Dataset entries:
━━━━━━━━━━━━━━━━━━━━

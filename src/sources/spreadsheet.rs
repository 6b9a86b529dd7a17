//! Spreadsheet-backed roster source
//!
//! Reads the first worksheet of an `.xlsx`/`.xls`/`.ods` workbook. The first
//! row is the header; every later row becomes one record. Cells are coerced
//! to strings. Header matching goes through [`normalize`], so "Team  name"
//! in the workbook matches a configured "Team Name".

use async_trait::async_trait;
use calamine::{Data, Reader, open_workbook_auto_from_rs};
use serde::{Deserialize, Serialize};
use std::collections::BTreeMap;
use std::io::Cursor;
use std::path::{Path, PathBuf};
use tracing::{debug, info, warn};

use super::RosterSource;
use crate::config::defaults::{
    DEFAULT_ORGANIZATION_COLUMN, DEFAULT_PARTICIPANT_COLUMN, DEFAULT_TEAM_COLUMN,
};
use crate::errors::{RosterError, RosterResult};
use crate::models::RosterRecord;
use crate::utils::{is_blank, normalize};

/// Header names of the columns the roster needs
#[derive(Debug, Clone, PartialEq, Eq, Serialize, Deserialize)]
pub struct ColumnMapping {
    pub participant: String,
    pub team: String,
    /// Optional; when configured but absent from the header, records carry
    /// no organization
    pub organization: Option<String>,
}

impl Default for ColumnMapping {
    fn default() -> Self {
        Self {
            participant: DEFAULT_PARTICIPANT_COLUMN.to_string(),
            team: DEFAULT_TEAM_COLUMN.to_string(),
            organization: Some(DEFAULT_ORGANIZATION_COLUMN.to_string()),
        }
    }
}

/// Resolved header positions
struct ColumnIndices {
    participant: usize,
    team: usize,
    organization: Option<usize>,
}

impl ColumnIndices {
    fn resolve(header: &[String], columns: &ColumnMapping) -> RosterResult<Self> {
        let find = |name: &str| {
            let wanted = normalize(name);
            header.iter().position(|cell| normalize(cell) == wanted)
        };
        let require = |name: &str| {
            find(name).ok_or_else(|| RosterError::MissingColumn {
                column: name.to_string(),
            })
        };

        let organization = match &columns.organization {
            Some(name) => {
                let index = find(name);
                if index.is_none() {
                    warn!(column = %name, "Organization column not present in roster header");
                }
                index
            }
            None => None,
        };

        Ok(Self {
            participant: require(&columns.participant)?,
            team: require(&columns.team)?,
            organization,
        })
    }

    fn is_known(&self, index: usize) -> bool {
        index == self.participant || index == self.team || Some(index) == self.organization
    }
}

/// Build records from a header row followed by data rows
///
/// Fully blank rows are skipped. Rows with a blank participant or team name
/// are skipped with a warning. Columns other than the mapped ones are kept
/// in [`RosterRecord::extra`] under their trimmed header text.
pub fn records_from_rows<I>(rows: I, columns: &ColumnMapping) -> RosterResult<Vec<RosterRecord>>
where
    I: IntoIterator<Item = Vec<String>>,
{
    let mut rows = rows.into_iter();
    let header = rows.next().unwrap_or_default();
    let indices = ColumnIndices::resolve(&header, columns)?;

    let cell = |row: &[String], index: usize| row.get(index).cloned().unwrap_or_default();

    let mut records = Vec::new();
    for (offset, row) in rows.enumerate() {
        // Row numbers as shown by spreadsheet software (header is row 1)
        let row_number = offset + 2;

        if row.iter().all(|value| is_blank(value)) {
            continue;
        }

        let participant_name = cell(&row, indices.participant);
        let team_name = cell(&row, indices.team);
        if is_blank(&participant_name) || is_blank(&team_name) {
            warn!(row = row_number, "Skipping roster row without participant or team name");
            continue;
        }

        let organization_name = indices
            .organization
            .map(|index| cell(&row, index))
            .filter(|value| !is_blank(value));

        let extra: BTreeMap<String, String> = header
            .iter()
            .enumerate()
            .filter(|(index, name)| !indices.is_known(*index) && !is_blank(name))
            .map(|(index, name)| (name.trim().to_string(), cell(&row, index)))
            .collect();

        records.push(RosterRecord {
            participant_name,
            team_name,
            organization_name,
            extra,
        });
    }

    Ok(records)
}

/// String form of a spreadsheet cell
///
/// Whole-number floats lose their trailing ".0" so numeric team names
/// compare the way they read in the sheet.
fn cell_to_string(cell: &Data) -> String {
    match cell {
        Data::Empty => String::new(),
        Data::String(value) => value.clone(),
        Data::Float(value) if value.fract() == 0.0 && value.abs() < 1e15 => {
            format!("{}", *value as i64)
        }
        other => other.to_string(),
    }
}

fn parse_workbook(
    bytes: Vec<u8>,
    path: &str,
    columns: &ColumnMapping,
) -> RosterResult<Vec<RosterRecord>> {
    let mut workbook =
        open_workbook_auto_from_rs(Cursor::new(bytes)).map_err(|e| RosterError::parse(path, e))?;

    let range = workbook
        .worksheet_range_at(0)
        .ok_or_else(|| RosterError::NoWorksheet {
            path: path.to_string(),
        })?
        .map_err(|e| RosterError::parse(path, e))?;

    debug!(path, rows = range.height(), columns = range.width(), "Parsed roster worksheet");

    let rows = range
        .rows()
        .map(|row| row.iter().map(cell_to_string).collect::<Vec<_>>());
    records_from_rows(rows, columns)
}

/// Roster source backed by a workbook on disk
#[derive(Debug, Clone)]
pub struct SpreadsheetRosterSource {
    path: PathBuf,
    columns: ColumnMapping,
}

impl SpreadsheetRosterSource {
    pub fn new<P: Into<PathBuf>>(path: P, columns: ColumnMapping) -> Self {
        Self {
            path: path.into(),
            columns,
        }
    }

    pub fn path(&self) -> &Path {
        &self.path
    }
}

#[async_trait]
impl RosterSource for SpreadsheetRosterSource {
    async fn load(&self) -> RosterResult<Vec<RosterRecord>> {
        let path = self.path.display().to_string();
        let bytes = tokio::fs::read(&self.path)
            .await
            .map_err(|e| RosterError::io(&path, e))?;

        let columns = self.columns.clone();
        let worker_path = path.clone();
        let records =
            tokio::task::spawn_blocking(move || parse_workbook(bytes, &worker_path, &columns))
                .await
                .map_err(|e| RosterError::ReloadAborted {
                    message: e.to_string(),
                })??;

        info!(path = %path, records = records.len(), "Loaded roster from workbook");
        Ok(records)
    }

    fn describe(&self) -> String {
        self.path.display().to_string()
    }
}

━━━━━━━━━━━━━━━━━━━━

▸ YOUR OBJECTIVE: Would you return all of the data exactly as it stands above?

▸ EXERCISE OUTPUT:
filename src/sources/spreadsheet.rs
repository 6b9a86b529dd7a17
//! Spreadsheet-backed roster source
//!
//! Reads the first worksheet of an `.xlsx`/`.xls`/`.ods` workbook. The first
//! row is the header; every later row becomes one record. Cells are coerced
//! to strings. Header matching goes through [`normalize`], so "Team  name"
//! in the workbook matches a configured "Team Name".

use async_trait::async_trait;
use calamine::{Data, Reader, open_workbook_auto_from_rs};
use serde::{Deserialize, Serialize};
use std::collections::BTreeMap;
use std::io::Cursor;
use std::path::{Path, PathBuf};
use tracing::{debug, info, warn};

use super::RosterSource;
use crate::config::defaults::{
    DEFAULT_ORGANIZATION_COLUMN, DEFAULT_PARTICIPANT_COLUMN, DEFAULT_TEAM_COLUMN,
};
use crate::errors::{RosterError, RosterResult};
use crate::models::RosterRecord;
use crate::utils::{is_blank, normalize};

/// Header names of the columns the roster needs
#[derive(Debug, Clone, PartialEq, Eq, Serialize, Deserialize)]
pub struct ColumnMapping {
    pub participant: String,
    pub team: String,
    /// Optional; when configured but absent from the header, records carry
    /// no organization
    pub organization: Option<String>,
}

impl Default for ColumnMapping {
    fn default() -> Self {
        Self {
            participant: DEFAULT_PARTICIPANT_COLUMN.to_string(),
            team: DEFAULT_TEAM_COLUMN.to_string(),
            organization: Some(DEFAULT_ORGANIZATION_COLUMN.to_string()),
        }
    }
}

/// Resolved header positions
struct ColumnIndices {
    participant: usize,
    team: usize,
    organization: Option<usize>,
}

impl ColumnIndices {
    fn resolve(header: &[String], columns: &ColumnMapping) -> RosterResult<Self> {
        let find = |name: &str| {
            let wanted = normalize(name);
            header.iter().position(|cell| normalize(cell) == wanted)
        };
        let require = |name: &str| {
            find(name).ok_or_else(|| RosterError::MissingColumn {
                column: name.to_string(),
            })
        };

        let organization = match &columns.organization {
            Some(name) => {
                let index = find(name);
                if index.is_none() {
                    warn!(column = %name, "Organization column not present in roster header");
                }
                index
            }
            None => None,
        };

        Ok(Self {
            participant: require(&columns.participant)?,
            team: require(&columns.team)?,
            organization,
        })
    }

    fn is_known(&self, index: usize) -> bool {
        index == self.participant || index == self.team || Some(index) == self.organization
    }
}

/// Build records from a header row followed by data rows
///
/// Fully blank rows are skipped. Rows with a blank participant or team name
/// are skipped with a warning. Columns other than the mapped ones are kept
/// in [`RosterRecord::extra`] under their trimmed header text.
pub fn records_from_rows<I>(rows: I, columns: &ColumnMapping) -> RosterResult<Vec<RosterRecord>>
where
    I: IntoIterator<Item = Vec<String>>,
{
    let mut rows = rows.into_iter();
    let header = rows.next().unwrap_or_default();
    let indices = ColumnIndices::resolve(&header, columns)?;

    let cell = |row: &[String], index: usize| row.get(index).cloned().unwrap_or_default();

    let mut records = Vec::new();
    for (offset, row) in rows.enumerate() {
        // Row numbers as shown by spreadsheet software (header is row 1)
        let row_number = offset + 2;

        if row.iter().all(|value| is_blank(value)) {
            continue;
        }

        let participant_name = cell(&row, indices.participant);
        let team_name = cell(&row, indices.team);
        if is_blank(&participant_name) || is_blank(&team_name) {
            warn!(row = row_number, "Skipping roster row without participant or team name");
            continue;
        }

        let organization_name = indices
            .organization
            .map(|index| cell(&row, index))
            .filter(|value| !is_blank(value));

        let extra: BTreeMap<String, String> = header
            .iter()
            .enumerate()
            .filter(|(index, name)| !indices.is_known(*index) && !is_blank(name))
            .map(|(index, name)| (name.trim().to_string(), cell(&row, index)))
            .collect();

        records.push(RosterRecord {
            participant_name,
            team_name,
            organization_name,
            extra,
        });
    }

    Ok(records)
}

/// String form of a spreadsheet cell
///
/// Whole-number floats lose their trailing ".0" so numeric team names
/// compare the way they read in the sheet.
fn cell_to_string(cell: &Data) -> String {
    match cell {
        Data::Empty => String::new(),
        Data::String(value) => value.clone(),
        Data::Float(value) if value.fract() == 0.0 && value.abs() < 1e15 => {
            format!("{}", *value as i64)
        }
        other => other.to_string(),
    }
}

fn parse_workbook(
    bytes: Vec<u8>,
    path: &str,
    columns: &ColumnMapping,
) -> RosterResult<Vec<RosterRecord>> {
    let mut workbook =
        open_workbook_auto_from_rs(Cursor::new(bytes)).map_err(|e| RosterError::parse(path, e))?;

    let range = workbook
        .worksheet_range_at(0)
        .ok_or_else(|| RosterError::NoWorksheet {
            path: path.to_string(),
        })?
        .map_err(|e| RosterError::parse(path, e))?;

    debug!(path, rows = range.height(), columns = range.width(), "Parsed roster worksheet");

    let rows = range
        .rows()
        .map(|row| row.iter().map(cell_to_string).collect::<Vec<_>>());
    records_from_rows(rows, columns)
}

/// Roster source backed by a workbook on disk
#[derive(Debug, Clone)]
pub struct SpreadsheetRosterSource {
    path: PathBuf,
    columns: ColumnMapping,
}

impl SpreadsheetRosterSource {
    pub fn new<P: Into<PathBuf>>(path: P, columns: ColumnMapping) -> Self {
        Self {
            path: path.into(),
            columns,
        }
    }

    pub fn path(&self) -> &Path {
        &self.path
    }
}

#[async_trait]
impl RosterSource for SpreadsheetRosterSource {
    async fn load(&self) -> RosterResult<Vec<RosterRecord>> {
        let path = self.path.display().to_string();
        let bytes = tokio::fs::read(&self.path)
            .await
            .map_err(|e| RosterError::io(&path, e))?;

        let columns = self.columns.clone();
        let worker_path = path.clone();
        let records =
            tokio::task::spawn_blocking(move || parse_workbook(bytes, &worker_path, &columns))
                .await
                .map_err(|e| RosterError::ReloadAborted {
                    message: e.to_string(),
                })??;

        info!(path = %path, records = records.len(), "Loaded roster from workbook");
        Ok(records)
    }

    fn describe(&self) -> String {
        self.path.display().to_string()
    }
}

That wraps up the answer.